This Easter season saw the publication of The Gospel of Judas, a third-century Coptic copy of a second-century Gnostic text. The papyrus manuscript was initially discovered in Egypt in the 1970s, but for want of a wealthy-enough buyer it ended up neglected and deteriorating in a safe deposit box in Hicksville, Long Island, for sixteen years.

The National Geographic Society finally forked over enough money to purchase the rights to the text, and also paid for its restoration and translation. A headline-grabbing publicity campaign followed, featuring a news conference, an April 9 television documentary, two books, and an article in the May issue of National Geographic.

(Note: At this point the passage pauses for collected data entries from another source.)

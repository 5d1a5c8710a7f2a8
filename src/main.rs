//Enable more cargo lint tests
#![warn(rust_2018_idioms)]
#![warn(clippy::disallowed_types)]

use std::path::Path;

use huffpack::compression::compress::{compress_file, compress_stdin};
use huffpack::compression::decompress::{decompress_file, decompress_stdin, test_file};
use huffpack::tools::cli::{hufopts_init, HufOpts, Mode};
use huffpack::tools::report::{file_codes, text_codes};
use huffpack::{HufError, Result};

use log::{error, info, LevelFilter};
use simplelog::{ColorChoice, Config, TermLogger, TerminalMode};

#[cfg(not(target_env = "msvc"))]
#[global_allocator]
static GLOBAL: tikv_jemallocator::Jemalloc = tikv_jemallocator::Jemalloc;

fn main() -> Result<()> {
    // Available log levels are Error, Warn, Info, Debug, Trace. Logs go to stderr so that
    // --stdout output is not mixed with them.
    if let Err(e) = TermLogger::init(
        LevelFilter::Trace,
        Config::default(),
        TerminalMode::Stderr,
        ColorChoice::Auto,
    ) {
        eprintln!("Could not start logging: {}", e);
    }

    let opts = hufopts_init();

    //----- Figure how what we need to do and go do it
    let result = run(&opts);
    if let Err(e) = &result {
        error!("{}", e);
    }
    info!("Done.");
    result
}

fn run(opts: &HufOpts) -> Result<()> {
    if let Some(text) = &opts.text {
        print!("{}", text_codes(text)?);
    }
    if opts.files.is_empty() {
        return match opts.op_mode {
            Mode::Zip => compress_stdin().map(|_| ()),
            Mode::Unzip => decompress_stdin().map(|_| ()),
            // Text was handled above; anything else needs a file
            Mode::Codes if opts.text.is_some() => Ok(()),
            Mode::Codes | Mode::Test => Err(HufError::Io(std::io::Error::new(
                std::io::ErrorKind::InvalidInput,
                format!("{} mode needs at least one input file", opts.op_mode),
            ))),
        };
    }

    for file in &opts.files {
        let path = Path::new(file);
        match opts.op_mode {
            Mode::Zip => {
                compress_file(opts, path)?;
            }
            Mode::Unzip => {
                decompress_file(opts, path)?;
            }
            Mode::Test => {
                test_file(path)?;
            }
            Mode::Codes => print!("{}", file_codes(path)?),
        }
    }
    Ok(())
}
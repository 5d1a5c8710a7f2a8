use std::fs::File;
use std::io::{self, Cursor, ErrorKind, Read, Seek, Write};
use std::path::Path;

use log::{debug, info};

use crate::bitstream::bitwriter::BitWriter;
use crate::error::{HufError, Result};
use crate::huffman_coding::code_table::CodeTable;
use crate::huffman_coding::header::{header_bits, write_header};
use crate::huffman_coding::huffman::HuffmanTree;
use crate::tools::cli::HufOpts;
use crate::tools::file_io::{compressed_name, OutputFile};
use crate::tools::freq_count::FrequencyTable;

/// Size of the read buffer for the encoding pass.
const READ_SIZE: usize = 1024 * 1024;

/// What an encode call produced.
#[derive(Clone, Copy, Debug, Default, PartialEq, Eq)]
pub struct EncodeStats {
    pub input_bytes: u64,
    pub header_bits: u64,
    pub payload_bits: u64,
    pub output_bytes: u64,
}

/// Encode everything in `input` onto `output`.
///
/// The input is read twice, once to count and once to encode, so it must be seekable. Both
/// passes start from the beginning of the input.
pub fn encode<R: Read + Seek, W: Write>(input: &mut R, output: &mut W) -> Result<EncodeStats> {
    // Pass one: count
    input.rewind()?;
    let table = FrequencyTable::count(input)?;
    if table.is_empty() {
        return Err(HufError::EmptyInput);
    }
    info!(
        "Counted {} bytes, {} distinct symbols.",
        table.total(),
        table.distinct()
    );

    let mut bw = BitWriter::new(output);
    write_header(&table, &mut bw)?;
    let header_bits = header_bits(&table)?;

    let tree = HuffmanTree::build(&table)?;
    let codes = CodeTable::from_tree(&tree);
    debug!(
        "Code lengths range from {} to {} bits.",
        codes.iter().map(|(_, c)| c.len).min().unwrap_or(0),
        codes.iter().map(|(_, c)| c.len).max().unwrap_or(0)
    );

    // Pass two: encode every byte
    input.rewind()?;
    let mut buf = vec![0_u8; READ_SIZE];
    let mut seen = 0_u64;
    loop {
        let size = match input.read(&mut buf) {
            Ok(0) => break,
            Ok(size) => size,
            Err(e) if e.kind() == ErrorKind::Interrupted => continue,
            Err(e) => return Err(e.into()),
        };
        for &byte in &buf[..size] {
            if !codes.write_symbol(byte, &mut bw)? {
                return Err(changed_input());
            }
        }
        seen += size as u64;
    }
    if seen != table.total() {
        return Err(changed_input());
    }
    bw.flush()?;

    let payload_bits = bw.bits_written() - header_bits;
    let stats = EncodeStats {
        input_bytes: seen,
        header_bits,
        payload_bits,
        output_bytes: (bw.bits_written() + 7) / 8,
    };
    info!(
        "Encoded {} bytes into {} ({} header bits, {} payload bits).",
        stats.input_bytes, stats.output_bytes, stats.header_bits, stats.payload_bits
    );
    Ok(stats)
}

fn changed_input() -> HufError {
    io::Error::new(
        ErrorKind::InvalidData,
        "input changed between the counting and encoding passes",
    )
    .into()
}

/// Encode a byte slice into a new buffer.
pub fn encode_bytes(data: &[u8]) -> Result<Vec<u8>> {
    let mut out = Vec::new();
    encode(&mut Cursor::new(data), &mut out)?;
    Ok(out)
}

/// Compress one file, writing `<path>.<suffix>` or standard out.
pub fn compress_file(opts: &HufOpts, path: &Path) -> Result<EncodeStats> {
    let mut fin = File::open(path)?;
    let out_path = compressed_name(path, &opts.suffix);
    let mut out = OutputFile::create(opts, &out_path)?;

    match encode(&mut fin, &mut out) {
        Ok(stats) => {
            out.commit()?;
            info!(
                "{}: {} -> {} bytes.",
                path.display(),
                stats.input_bytes,
                stats.output_bytes
            );
            Ok(stats)
        }
        Err(e) => {
            out.discard();
            Err(e)
        }
    }
}

/// Compress standard input to standard output. Standard input cannot be rewound, so it is
/// read into memory first.
pub fn compress_stdin() -> Result<EncodeStats> {
    let mut data = Vec::new();
    io::stdin().lock().read_to_end(&mut data)?;
    let stdout = io::stdout();
    let mut out = stdout.lock();
    encode(&mut Cursor::new(data), &mut out)
}

#[cfg(test)]
mod test {
    use super::{compress_file, encode, encode_bytes};
    use crate::error::HufError;
    use crate::tools::cli::HufOpts;
    use std::io::Cursor;

    #[test]
    fn small_encode_test() {
        let out = encode_bytes(b"AAAAABBBCD").unwrap();
        assert_eq!(out.len(), 71);
        assert_eq!(&out[64..68], &[5, 3, 1, 1]);
        // A=0 B=11 C=100 D=101: 00000 111111 100 101, zero padded
        assert_eq!(&out[68..], &[0b0000_0111, 0b1111_0010, 0b1000_0000]);
    }

    #[test]
    fn stats_test() {
        let mut out = Vec::new();
        let stats = encode(&mut Cursor::new(b"AAAAABBBCD"), &mut out).unwrap();
        assert_eq!(stats.input_bytes, 10);
        assert_eq!(stats.header_bits, 544);
        assert_eq!(stats.payload_bits, 17);
        assert_eq!(stats.output_bytes, out.len() as u64);
    }

    #[test]
    fn rewinds_input_test() {
        let mut input = Cursor::new(b"hello hello".to_vec());
        input.set_position(6);
        let mut out = Vec::new();
        let stats = encode(&mut input, &mut out).unwrap();
        assert_eq!(stats.input_bytes, 11);
    }

    #[test]
    fn empty_input_test() {
        let mut out = Vec::new();
        assert!(matches!(
            encode(&mut Cursor::new(b""), &mut out),
            Err(HufError::EmptyInput)
        ));
        assert!(out.is_empty());
    }

    #[test]
    fn single_symbol_test() {
        let out = encode_bytes(&[7_u8; 20]).unwrap();
        // Header: 512 class bits + 8 bit count, then 20 one bit codes
        assert_eq!(out.len(), 64 + 1 + 3);
        assert_eq!(out[64], 20);
        assert_eq!(&out[65..], &[0, 0, 0]);
    }

    #[test]
    fn compress_file_test() {
        let dir = std::env::temp_dir().join(format!("huffpack-compress-{}", std::process::id()));
        std::fs::create_dir_all(&dir).unwrap();
        let path = dir.join("in.txt");
        std::fs::write(&path, b"AAAAABBBCD").unwrap();
        let _ = std::fs::remove_file(dir.join("in.txt.huf"));

        let stats = compress_file(&HufOpts::new(), &path).unwrap();
        assert_eq!(stats.output_bytes, 71);
        let written = std::fs::read(dir.join("in.txt.huf")).unwrap();
        assert_eq!(written, encode_bytes(b"AAAAABBBCD").unwrap());
    }

    #[test]
    fn compress_empty_file_test() {
        let dir = std::env::temp_dir().join(format!("huffpack-compress-{}", std::process::id()));
        std::fs::create_dir_all(&dir).unwrap();
        let path = dir.join("empty.txt");
        std::fs::write(&path, b"").unwrap();
        let _ = std::fs::remove_file(dir.join("empty.txt.huf"));

        assert!(matches!(
            compress_file(&HufOpts::new(), &path),
            Err(HufError::EmptyInput)
        ));
        assert!(!dir.join("empty.txt.huf").exists());
        assert!(!dir.join("empty.txt.huf.tmp").exists());
    }
}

Ancient Gnosticism represented a bewildering assortment of beliefs and practices, but is perhaps best characterized as a mystical faith based on the promulgation of secret teachings known only to adepts. The secret revealed by The Gospel of Judas was that Jesus had in fact asked Judas to betray him—“for you will sacrifice the man that clothes me”—and that in doing so Judas was elevated above all the other disciples. In other words, Judas has gotten a bad rap.

Princeton scholar Elaine Pagels, who tirelessly deplores the suppression of Gnosticism by early church authorities, welcomed The Gospel of Judas for “exploding the myth of a monolithic Christianity and showing how diverse and fascinating the early Christian movement really was.”

Other readers, however, found the gospel more opaque than fascinating, and doubt it contributes much that is new to our understanding of early Christianity. Writing in the New Yorker (April 17), Adam Gopnik, a self-described unbeliever, confessed that the claims for the gospel “feel[s] uncomfortably hyped.” James M. Robinson, an expert on early Christian and Gnostic texts, told Peter Steinfels of the New York Times (April 15) that National Geographic’s documentary was “consciously misleading.” Steinfels went on to point out that those who saw the gospel’s rehabilitation of Judas as a blow against anti-Semitism fail to understand how “profoundly anti-Jewish” Gnosticism could be.

As any reader of The Gospel of Judas discovers, the Gnostic Jesus is much less interesting than the Jesus of the canonical gospels. For one thing, this Gnostic Jesus is not human, but merely a visitor from another spiritual realm “clothed” in human form. However enigmatic the Jesus of the New Testament is, he remains recognizably human.

“The new obsession is to introduce, or reintroduce, into Christianity something hidden, strange, and cultic—to reveal a deliberately suppressed story,” Gopnik concluded. There is, of course, no better example of that “obsession” than the success of Dan Brown’s The Da Vinci Code, which has sold 40 million copies. The movie version of Brown’s thriller about the secret marriage of Jesus and Mary Magdalene and the conspiracy within the Catholic Church to hide the existence of the couple’s royal descendants, will be released on May 19. Starring Tom Hanks, it promises to be the season’s big hit.

Is there an element of anti-Catholicism in the success of The Da Vinci Code and the hype surrounding The Gospel of Judas? Certainly both play into the popular idea that the Catholic Church’s foremost concerns are the suppression of dissent and the denial of its own sins. The sexual abuse of children by priests and the hierarchy’s cover-up of those crimes has done little to undermine the superficial plausibility of Dan Brown’s lurid fantasies or speculation that Judas was framed.

At a recent forum sponsored by Fordham University’s Center for Religion and Culture, Mark Massa, SJ, proposed an explanation for why people find The Da Vinci Code compelling. Catholicism, Massa argued, “represents a corporate culture which is perplexing or dismissed, or even feared, by many Americans, even by many American Catholics.” In its sacramental, hierarchical, and communal commitments, Catholicism challenges the pragmatic individualism that pervades American life. “In the story of salvation, in a very un-American sense, the community is more important than the individual,” Massa said. “We are saved as individuals in and through the community.” In Catholic teaching, the encounter with God is always a mediated experience. Yet for most Americans, the ideal encounter between self and God is an individual and unmediated one. Moreover, Massa notes, “mediation means trusting people who may be wrong.” That entails a respect, even reverence, for institutions, something many of us resist.

The Gnosticism of both The Da Vinci Code and The Gospel of Judas tells us not to trust the church, but to place faith only in ourselves and in our own unique understanding of the truth or of God. Yet as Massa reminds us, individual fulfillment and personal detachment cannot be the final answer. In the Incarnation, God committed himself to the messy business of human history. His spirit remains with us in the community of believers. Trusting in others can prove a mistake, but trusting only in oneself is a tyranny even more absurd than Dan Brown’s albino monks.